Remembering when I was younger and constantly listening to the local pop station, I discovered a lot of new music of all genres that would influence the way my chart operated when I officially began it in September 1999. However, this particular station also added some older tracks into the mix, ones that the CHR format would absolutely never go for today. It was the place where I discovered “Connected” by Stereo MC’s and “Hey Jealousy” by the Gin Blossoms, two of my favorite songs from the decade. I also took a liking to Bon Jovi and Madonna through their constant play on there. However, not all of their choices were commercially recognizable; some of them were straight out of left field.
One of those songs was called “Just Like Heaven”, which I would later find out was by a band called The Cure. It was written by frontman Robert Smith about a trip to the sea with future wife Mary Poole and recorded in France. It was my first exposure to the band and a song that particularly liked, though I knew it didn’t sound new even when I was 9. There was something about the guitar line that I instantly loved. It was the synths, it was the attitude, it was the “Show me how you do that trick/The one that made me scream, she said,” opening line that just got me. There’s an instant nostalgia about it, a remembrance of a happier time in the heat of love. So, later in life, when I found out more about the band and how the song did in the U.S., I was shocked at how little attention it was paid when actively being promoted by Elektra Records.
On this date, January 9, in 1988, “Heaven” spent its one and only week at #40 on the Billboard Hot 100, a “one-week wonder” as some of the chart community likes to call these cases. (On rival Cashbox, it peaked at #42, while on the airplay-based Radio & Records, it went to #30.) Given the much faster speed of the charts in the late 1980’s, it had an uncharacteristically slow run up, losing its bullet several times before finally edging in a week at that #40 spot on a slow week following the holidays. However, a top 40 hit is a top 40 hit, no matter what it takes to reach its final destination. After spending four months on the Hot 100, it faded away in February 1988. In Europe, the results were much the same.

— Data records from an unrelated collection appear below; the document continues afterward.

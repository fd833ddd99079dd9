//! Per-run options and the small strategy enums used across the engine.
//!
//! `SyncConfig` itself (the persisted profile) lives in `types.rs` next to
//! the other row types; this module holds the process-level knobs that are
//! *not* persisted, plus the direction/policy enums, following the
//! teacher's `FromStr`/`Display`/serde idiom for small strategy types
//! (`strategies.rs`).

use serde::{Deserialize, Serialize};
use std::fmt;
use std::str::FromStr;

/// Per-invocation options. Not part of the persisted `SyncConfig` row.
#[derive(Debug, Clone, Copy, Serialize, Deserialize)]
#[serde(default)]
pub struct Options {
	/// Worker count for each concurrent transfer phase. Values `<= 0` are
	/// treated as 1.
	pub concurrency: i32,
	/// Prefer the incremental remote scan when a change token is present.
	pub use_changes: bool,
	/// Whether the diff engine should emit delete actions for paths that
	/// disappeared on one side.
	pub include_deletes: bool,
	/// Compute the plan and summary without touching local or remote state.
	pub dry_run: bool,
	/// Skip the batched delete confirmation and proceed as if it answered
	/// yes.
	pub force: bool,
}

impl Options {
	/// Effective worker count for a concurrent phase (never less than 1).
	pub fn workers(&self) -> usize {
		if self.concurrency <= 0 {
			1
		} else {
			self.concurrency as usize
		}
	}
}

impl Default for Options {
	fn default() -> Self {
		Options { concurrency: 1, use_changes: true, include_deletes: false, dry_run: false, force: false }
	}
}

/// Sync direction.
#[derive(Debug, Clone, Copy, PartialEq, Eq, Serialize, Deserialize)]
#[serde(rename_all = "kebab-case")]
pub enum SyncDirection {
	Push,
	Pull,
	Bidirectional,
}

impl fmt::Display for SyncDirection {
	fn fmt(&self, f: &mut fmt::Formatter<'_>) -> fmt::Result {
		let s = match self {
			SyncDirection::Push => "push",
			SyncDirection::Pull => "pull",
			SyncDirection::Bidirectional => "bidirectional",
		};
		write!(f, "{}", s)
	}
}

impl FromStr for SyncDirection {
	type Err = crate::error::UnknownPolicy;

	fn from_str(s: &str) -> Result<Self, Self::Err> {
		match s {
			"push" => Ok(SyncDirection::Push),
			"pull" => Ok(SyncDirection::Pull),
			"bidirectional" => Ok(SyncDirection::Bidirectional),
			other => Err(crate::error::UnknownPolicy(other.to_string())),
		}
	}
}

/// Conflict resolution policy.
#[derive(Debug, Clone, Copy, PartialEq, Eq, Serialize, Deserialize)]
#[serde(rename_all = "kebab-case")]
pub enum ConflictPolicy {
	LocalWins,
	RemoteWins,
	RenameBoth,
}

impl fmt::Display for ConflictPolicy {
	fn fmt(&self, f: &mut fmt::Formatter<'_>) -> fmt::Result {
		let s = match self {
			ConflictPolicy::LocalWins => "local-wins",
			ConflictPolicy::RemoteWins => "remote-wins",
			ConflictPolicy::RenameBoth => "rename-both",
		};
		write!(f, "{}", s)
	}
}

impl FromStr for ConflictPolicy {
	type Err = crate::error::UnknownPolicy;

	fn from_str(s: &str) -> Result<Self, Self::Err> {
		match s {
			"local-wins" => Ok(ConflictPolicy::LocalWins),
			"remote-wins" => Ok(ConflictPolicy::RemoteWins),
			"rename-both" => Ok(ConflictPolicy::RenameBoth),
			other => Err(crate::error::UnknownPolicy(other.to_string())),
		}
	}
}


// vim: ts=4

“Heaven” may not have been the band’s first charting hit nor their biggest in their catalogue as a whole, but it did start what would be a particularly commercial time for the band. Parent album Kiss Me, Kiss Me, Kiss Me became their first Platinum certified album in the U.S. and their first to reach the top 40. One year later, they would rise to #2 on the Hot 100 with “Lovesong” and go even further with a string of six consecutive top 20 studio albums, including 1992’s Wish, which went to #2. Though new material has been released from the band since 2008, they have toured a bit, ending The Great Circle Tour a few weeks ago here in the States. It’s unclear whether the members will be out with anything this year.
This may not have received its due justice on the national surveys back in the day, but it’s certainly well-remembered today. In fact, I think I hear “Heaven” more often on satellite radio today than I do of most of the other charting entries. Both emotionally satisfying and musically pleasant, it’s a classic in my book. If you find a moment, give it a spin today.